(Beginning of Data supplied)

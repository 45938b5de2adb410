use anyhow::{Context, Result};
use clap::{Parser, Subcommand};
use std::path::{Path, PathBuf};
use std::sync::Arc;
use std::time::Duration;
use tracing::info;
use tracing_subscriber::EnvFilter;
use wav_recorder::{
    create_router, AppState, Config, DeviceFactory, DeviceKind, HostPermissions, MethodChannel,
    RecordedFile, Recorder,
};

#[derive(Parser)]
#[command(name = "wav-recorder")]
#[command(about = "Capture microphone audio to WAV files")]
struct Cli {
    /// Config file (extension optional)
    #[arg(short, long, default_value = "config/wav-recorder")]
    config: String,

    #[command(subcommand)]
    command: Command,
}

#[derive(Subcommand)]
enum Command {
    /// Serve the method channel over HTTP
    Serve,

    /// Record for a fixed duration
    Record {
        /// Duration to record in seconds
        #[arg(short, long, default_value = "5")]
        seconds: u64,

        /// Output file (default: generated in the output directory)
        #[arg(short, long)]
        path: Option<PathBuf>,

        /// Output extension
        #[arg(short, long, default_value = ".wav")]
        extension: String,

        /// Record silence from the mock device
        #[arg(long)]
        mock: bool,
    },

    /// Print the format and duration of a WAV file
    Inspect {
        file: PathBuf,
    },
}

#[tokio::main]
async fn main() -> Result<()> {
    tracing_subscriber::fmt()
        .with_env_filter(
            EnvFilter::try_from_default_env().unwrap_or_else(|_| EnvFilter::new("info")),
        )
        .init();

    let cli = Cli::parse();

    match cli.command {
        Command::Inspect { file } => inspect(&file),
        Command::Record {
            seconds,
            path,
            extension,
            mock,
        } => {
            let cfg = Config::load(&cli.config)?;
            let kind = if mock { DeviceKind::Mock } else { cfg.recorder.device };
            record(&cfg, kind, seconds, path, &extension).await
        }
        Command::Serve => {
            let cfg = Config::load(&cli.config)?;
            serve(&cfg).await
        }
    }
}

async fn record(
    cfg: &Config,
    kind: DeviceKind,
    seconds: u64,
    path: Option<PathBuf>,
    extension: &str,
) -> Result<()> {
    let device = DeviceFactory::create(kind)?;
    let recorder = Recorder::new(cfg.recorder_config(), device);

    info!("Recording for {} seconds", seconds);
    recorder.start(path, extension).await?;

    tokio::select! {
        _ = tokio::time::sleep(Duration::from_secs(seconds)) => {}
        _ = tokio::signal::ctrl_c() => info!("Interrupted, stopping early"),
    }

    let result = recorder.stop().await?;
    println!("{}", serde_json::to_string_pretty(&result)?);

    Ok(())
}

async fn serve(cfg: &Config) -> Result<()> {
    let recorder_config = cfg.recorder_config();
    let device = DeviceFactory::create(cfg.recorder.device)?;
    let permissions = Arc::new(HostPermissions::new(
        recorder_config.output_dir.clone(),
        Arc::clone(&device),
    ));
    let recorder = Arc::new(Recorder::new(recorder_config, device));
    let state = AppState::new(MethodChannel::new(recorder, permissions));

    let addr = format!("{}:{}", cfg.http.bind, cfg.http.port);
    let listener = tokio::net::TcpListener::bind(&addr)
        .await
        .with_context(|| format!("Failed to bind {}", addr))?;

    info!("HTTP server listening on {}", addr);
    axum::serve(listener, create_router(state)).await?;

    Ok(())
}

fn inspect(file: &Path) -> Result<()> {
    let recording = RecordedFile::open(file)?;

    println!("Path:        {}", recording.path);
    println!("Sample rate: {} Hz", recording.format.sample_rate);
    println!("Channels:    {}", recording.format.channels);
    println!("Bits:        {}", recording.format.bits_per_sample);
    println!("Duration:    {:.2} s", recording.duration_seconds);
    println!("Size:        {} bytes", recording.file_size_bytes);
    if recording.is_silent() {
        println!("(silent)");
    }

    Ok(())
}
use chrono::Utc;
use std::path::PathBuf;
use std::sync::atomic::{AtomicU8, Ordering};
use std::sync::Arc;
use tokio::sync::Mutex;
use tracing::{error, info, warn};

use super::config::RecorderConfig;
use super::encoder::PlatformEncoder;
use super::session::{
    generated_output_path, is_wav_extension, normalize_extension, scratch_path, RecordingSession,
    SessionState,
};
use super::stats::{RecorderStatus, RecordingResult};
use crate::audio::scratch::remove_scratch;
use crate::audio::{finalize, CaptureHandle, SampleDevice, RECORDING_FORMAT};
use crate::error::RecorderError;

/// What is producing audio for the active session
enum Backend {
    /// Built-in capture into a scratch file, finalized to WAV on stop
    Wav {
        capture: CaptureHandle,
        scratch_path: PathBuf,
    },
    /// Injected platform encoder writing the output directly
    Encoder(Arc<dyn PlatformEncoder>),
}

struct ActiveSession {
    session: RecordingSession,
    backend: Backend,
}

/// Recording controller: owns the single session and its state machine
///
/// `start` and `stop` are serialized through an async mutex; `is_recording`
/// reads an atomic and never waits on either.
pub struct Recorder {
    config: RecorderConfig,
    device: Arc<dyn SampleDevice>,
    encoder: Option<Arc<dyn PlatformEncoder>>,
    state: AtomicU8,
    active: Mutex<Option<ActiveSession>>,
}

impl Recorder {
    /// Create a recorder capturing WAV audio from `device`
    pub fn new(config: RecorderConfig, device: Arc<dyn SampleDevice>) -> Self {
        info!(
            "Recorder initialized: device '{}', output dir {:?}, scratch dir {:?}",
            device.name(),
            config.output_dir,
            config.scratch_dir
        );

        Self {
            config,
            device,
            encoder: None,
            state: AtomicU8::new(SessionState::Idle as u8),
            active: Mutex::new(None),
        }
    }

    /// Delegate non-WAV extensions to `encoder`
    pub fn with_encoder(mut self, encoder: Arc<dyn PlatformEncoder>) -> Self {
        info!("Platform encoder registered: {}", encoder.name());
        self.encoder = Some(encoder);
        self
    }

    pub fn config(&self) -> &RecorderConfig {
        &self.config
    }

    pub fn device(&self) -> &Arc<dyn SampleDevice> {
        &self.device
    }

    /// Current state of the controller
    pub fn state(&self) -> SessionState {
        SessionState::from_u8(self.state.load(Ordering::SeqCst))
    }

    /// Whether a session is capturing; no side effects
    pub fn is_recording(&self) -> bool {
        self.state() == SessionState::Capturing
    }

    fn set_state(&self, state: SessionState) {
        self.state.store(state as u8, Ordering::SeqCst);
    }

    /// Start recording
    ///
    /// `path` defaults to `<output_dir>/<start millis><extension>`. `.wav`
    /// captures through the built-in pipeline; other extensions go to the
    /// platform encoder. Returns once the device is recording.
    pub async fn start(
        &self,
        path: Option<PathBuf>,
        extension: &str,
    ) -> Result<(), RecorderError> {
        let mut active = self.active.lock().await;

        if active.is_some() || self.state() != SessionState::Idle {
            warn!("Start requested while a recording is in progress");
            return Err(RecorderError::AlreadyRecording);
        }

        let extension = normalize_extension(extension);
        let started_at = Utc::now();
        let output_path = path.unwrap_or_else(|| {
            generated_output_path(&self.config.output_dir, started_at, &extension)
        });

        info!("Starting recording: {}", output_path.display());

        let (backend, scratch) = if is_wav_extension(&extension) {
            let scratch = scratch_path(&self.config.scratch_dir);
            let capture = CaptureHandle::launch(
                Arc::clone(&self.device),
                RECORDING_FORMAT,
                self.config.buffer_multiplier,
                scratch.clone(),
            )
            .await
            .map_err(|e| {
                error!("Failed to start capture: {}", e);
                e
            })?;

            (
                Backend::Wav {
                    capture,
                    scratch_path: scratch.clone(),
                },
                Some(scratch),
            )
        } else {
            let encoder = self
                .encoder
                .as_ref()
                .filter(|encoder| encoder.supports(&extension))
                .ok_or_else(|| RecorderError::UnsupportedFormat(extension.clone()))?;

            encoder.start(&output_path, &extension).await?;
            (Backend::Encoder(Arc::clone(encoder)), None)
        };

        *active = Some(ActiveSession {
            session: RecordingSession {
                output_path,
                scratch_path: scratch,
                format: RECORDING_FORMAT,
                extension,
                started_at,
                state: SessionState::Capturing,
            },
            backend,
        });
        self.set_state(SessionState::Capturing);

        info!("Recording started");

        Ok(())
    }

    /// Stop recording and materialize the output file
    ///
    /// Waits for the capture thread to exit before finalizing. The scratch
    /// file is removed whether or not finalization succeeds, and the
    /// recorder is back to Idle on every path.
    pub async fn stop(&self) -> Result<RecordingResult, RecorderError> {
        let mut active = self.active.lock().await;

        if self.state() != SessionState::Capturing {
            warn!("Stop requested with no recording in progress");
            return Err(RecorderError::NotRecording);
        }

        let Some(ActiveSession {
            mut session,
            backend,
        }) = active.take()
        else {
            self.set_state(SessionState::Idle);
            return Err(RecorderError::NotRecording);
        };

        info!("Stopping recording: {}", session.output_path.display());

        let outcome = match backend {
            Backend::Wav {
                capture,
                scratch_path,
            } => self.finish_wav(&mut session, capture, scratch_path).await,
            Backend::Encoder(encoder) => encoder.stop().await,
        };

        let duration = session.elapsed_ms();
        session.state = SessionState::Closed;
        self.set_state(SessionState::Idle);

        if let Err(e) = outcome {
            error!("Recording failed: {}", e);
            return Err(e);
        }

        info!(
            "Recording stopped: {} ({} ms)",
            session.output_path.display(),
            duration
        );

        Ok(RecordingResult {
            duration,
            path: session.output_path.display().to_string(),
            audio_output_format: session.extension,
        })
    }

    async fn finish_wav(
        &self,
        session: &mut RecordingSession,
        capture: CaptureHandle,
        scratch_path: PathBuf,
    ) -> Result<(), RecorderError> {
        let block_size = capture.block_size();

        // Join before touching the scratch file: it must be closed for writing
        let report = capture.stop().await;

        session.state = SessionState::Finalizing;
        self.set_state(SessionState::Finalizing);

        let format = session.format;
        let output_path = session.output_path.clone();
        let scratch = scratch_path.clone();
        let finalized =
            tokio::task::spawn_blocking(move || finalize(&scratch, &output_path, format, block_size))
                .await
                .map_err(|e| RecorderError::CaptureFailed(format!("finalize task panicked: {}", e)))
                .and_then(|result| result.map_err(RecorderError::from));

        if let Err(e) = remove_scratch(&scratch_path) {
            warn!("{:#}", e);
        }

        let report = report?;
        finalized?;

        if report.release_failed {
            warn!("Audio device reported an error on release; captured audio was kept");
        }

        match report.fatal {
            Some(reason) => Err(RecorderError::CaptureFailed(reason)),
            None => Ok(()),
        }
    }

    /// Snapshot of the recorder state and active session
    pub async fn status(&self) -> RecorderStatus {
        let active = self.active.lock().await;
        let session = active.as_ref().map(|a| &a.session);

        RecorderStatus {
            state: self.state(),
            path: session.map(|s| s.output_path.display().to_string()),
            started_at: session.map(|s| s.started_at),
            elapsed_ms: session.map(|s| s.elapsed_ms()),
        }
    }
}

(End of Data supplied)
(Beginning of Data supplied)

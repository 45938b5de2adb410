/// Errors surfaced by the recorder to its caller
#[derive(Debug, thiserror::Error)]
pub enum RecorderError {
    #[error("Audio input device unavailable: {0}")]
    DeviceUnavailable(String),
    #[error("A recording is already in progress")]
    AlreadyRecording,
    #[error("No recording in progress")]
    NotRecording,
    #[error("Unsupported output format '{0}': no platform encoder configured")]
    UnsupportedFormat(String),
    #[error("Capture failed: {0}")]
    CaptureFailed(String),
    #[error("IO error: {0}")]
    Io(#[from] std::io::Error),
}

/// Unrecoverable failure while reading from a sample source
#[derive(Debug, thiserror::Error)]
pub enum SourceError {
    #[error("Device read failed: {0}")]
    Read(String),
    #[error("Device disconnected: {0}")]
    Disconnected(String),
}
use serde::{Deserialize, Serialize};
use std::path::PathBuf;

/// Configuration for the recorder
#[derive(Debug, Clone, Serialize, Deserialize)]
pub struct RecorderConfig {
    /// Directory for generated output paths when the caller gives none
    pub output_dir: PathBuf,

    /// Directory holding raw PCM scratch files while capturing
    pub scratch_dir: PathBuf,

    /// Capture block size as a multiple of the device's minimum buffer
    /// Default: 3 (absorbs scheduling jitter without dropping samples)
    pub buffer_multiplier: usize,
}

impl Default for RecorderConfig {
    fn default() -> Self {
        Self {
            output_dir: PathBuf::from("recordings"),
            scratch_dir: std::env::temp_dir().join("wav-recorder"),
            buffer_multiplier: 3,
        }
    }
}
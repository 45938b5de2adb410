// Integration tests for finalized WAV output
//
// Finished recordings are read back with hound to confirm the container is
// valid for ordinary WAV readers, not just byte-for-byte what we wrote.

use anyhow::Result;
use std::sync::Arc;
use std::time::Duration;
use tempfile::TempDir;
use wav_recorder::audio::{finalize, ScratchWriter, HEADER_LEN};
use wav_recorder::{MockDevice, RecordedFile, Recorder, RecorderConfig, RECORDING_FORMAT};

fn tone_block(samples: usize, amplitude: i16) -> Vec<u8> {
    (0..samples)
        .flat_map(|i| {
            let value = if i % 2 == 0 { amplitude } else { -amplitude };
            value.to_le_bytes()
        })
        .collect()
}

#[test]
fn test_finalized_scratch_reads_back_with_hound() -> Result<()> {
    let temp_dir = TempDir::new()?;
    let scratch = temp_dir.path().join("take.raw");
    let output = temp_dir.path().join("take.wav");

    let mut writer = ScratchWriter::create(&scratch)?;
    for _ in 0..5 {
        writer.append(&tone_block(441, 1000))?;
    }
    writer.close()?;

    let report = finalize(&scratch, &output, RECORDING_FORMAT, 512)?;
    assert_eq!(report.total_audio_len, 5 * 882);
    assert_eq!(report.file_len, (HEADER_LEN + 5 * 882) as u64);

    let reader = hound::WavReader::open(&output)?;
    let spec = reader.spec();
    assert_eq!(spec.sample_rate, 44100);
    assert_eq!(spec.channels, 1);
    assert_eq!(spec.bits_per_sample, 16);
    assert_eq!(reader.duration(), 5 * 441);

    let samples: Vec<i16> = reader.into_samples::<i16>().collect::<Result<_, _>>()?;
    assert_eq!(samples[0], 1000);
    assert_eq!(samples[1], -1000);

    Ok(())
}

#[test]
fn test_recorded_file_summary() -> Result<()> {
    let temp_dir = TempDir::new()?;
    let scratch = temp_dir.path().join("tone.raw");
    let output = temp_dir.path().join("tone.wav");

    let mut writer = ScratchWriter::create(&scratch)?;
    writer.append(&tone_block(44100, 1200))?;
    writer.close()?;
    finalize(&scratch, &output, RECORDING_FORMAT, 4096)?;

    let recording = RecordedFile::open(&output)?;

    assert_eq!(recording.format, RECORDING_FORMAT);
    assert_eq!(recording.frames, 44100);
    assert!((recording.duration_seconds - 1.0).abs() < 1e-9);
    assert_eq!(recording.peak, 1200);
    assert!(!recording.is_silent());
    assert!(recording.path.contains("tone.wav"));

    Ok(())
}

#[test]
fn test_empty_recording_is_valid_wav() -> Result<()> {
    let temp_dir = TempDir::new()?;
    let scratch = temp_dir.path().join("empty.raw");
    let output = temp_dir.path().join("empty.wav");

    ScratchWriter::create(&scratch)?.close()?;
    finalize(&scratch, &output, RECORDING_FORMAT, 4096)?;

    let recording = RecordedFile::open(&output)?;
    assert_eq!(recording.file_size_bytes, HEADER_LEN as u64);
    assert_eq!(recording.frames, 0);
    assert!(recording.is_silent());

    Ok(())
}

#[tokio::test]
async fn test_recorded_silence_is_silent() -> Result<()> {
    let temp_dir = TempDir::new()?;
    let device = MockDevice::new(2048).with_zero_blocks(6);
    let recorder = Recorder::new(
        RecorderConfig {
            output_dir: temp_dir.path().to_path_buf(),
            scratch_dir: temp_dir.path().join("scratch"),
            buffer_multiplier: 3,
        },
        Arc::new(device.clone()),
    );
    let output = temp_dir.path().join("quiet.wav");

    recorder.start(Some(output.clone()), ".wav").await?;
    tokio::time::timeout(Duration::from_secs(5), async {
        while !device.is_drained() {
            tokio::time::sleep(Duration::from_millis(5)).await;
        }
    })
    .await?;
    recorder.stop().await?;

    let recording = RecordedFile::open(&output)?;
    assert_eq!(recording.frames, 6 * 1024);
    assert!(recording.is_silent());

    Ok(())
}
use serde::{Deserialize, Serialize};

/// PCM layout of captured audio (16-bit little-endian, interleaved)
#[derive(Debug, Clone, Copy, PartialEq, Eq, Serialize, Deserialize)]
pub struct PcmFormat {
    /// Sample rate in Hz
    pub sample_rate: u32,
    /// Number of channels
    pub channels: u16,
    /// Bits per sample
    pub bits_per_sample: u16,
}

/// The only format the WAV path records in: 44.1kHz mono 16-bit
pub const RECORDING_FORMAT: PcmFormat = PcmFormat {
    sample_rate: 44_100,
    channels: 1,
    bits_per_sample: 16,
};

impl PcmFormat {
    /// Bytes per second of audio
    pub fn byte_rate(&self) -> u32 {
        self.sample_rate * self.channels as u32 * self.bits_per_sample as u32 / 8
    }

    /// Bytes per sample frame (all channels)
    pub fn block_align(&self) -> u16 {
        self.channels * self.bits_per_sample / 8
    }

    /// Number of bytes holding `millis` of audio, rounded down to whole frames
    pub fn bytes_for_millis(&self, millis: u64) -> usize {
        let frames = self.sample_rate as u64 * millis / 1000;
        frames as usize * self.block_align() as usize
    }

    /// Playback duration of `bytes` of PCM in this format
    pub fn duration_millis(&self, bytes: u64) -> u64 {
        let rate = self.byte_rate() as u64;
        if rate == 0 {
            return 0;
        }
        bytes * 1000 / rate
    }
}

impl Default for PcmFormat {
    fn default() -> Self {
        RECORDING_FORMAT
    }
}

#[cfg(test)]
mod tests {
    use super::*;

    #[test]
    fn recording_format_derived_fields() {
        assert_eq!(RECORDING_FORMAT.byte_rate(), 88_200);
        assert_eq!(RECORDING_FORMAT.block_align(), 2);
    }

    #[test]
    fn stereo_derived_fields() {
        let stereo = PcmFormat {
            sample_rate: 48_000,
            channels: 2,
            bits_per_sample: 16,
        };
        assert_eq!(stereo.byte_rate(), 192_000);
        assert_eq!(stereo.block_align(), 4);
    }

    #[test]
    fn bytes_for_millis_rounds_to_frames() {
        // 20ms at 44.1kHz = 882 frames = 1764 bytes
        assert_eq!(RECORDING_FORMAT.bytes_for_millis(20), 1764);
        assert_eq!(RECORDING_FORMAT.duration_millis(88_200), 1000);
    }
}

(End of Data supplied)
(Beginning of Data supplied)

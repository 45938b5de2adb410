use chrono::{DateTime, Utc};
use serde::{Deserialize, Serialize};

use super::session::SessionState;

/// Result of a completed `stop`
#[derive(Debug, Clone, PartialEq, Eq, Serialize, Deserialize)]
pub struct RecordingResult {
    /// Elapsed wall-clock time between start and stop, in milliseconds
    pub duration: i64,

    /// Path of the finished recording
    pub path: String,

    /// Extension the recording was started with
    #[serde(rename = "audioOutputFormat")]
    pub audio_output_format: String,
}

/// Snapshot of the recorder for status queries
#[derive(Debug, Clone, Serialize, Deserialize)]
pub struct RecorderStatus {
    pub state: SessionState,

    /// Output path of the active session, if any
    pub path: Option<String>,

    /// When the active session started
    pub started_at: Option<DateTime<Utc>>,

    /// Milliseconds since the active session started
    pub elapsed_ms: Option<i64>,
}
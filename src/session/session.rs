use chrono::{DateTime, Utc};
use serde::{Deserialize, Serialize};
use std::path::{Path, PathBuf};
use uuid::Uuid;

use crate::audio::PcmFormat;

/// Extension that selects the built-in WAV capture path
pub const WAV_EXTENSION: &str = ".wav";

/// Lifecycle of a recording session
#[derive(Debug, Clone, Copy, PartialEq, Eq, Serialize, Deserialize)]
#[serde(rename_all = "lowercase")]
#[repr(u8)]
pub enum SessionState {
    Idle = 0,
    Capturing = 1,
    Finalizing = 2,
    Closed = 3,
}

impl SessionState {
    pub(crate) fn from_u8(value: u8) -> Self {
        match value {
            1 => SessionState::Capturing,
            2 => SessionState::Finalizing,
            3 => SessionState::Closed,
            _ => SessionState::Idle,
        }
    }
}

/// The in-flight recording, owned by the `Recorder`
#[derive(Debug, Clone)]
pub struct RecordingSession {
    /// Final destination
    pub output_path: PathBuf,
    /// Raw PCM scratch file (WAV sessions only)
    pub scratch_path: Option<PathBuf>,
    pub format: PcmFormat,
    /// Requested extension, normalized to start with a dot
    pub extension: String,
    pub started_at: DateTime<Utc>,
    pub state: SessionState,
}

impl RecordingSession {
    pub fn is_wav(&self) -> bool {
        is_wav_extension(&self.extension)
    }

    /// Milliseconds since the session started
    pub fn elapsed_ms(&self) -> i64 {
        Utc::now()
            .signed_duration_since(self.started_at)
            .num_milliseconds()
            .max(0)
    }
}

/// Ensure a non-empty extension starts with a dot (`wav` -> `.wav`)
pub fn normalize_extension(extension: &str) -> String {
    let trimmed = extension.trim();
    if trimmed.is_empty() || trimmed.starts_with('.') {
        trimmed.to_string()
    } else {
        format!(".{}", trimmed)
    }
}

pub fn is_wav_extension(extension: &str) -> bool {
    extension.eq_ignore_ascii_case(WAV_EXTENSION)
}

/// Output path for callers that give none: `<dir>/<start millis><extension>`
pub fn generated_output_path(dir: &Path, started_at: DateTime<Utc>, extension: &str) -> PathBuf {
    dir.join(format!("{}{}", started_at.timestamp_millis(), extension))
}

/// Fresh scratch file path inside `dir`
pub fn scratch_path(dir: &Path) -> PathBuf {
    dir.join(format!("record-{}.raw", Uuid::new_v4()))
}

(End of Data supplied)

**Directions:** What lines in the data above carry "async"? Return them all.

**Task response:**
async fn main() -> Result<()> {
async fn record(
async fn serve(cfg: &Config) -> Result<()> {
/// `start` and `stop` are serialized through an async mutex; `is_recording`
    pub async fn start(
    pub async fn stop(&self) -> Result<RecordingResult, RecorderError> {
    async fn finish_wav(
    pub async fn status(&self) -> RecorderStatus {
async fn test_recorded_silence_is_silent() -> Result<()> {
    tokio::time::timeout(Duration::from_secs(5), async {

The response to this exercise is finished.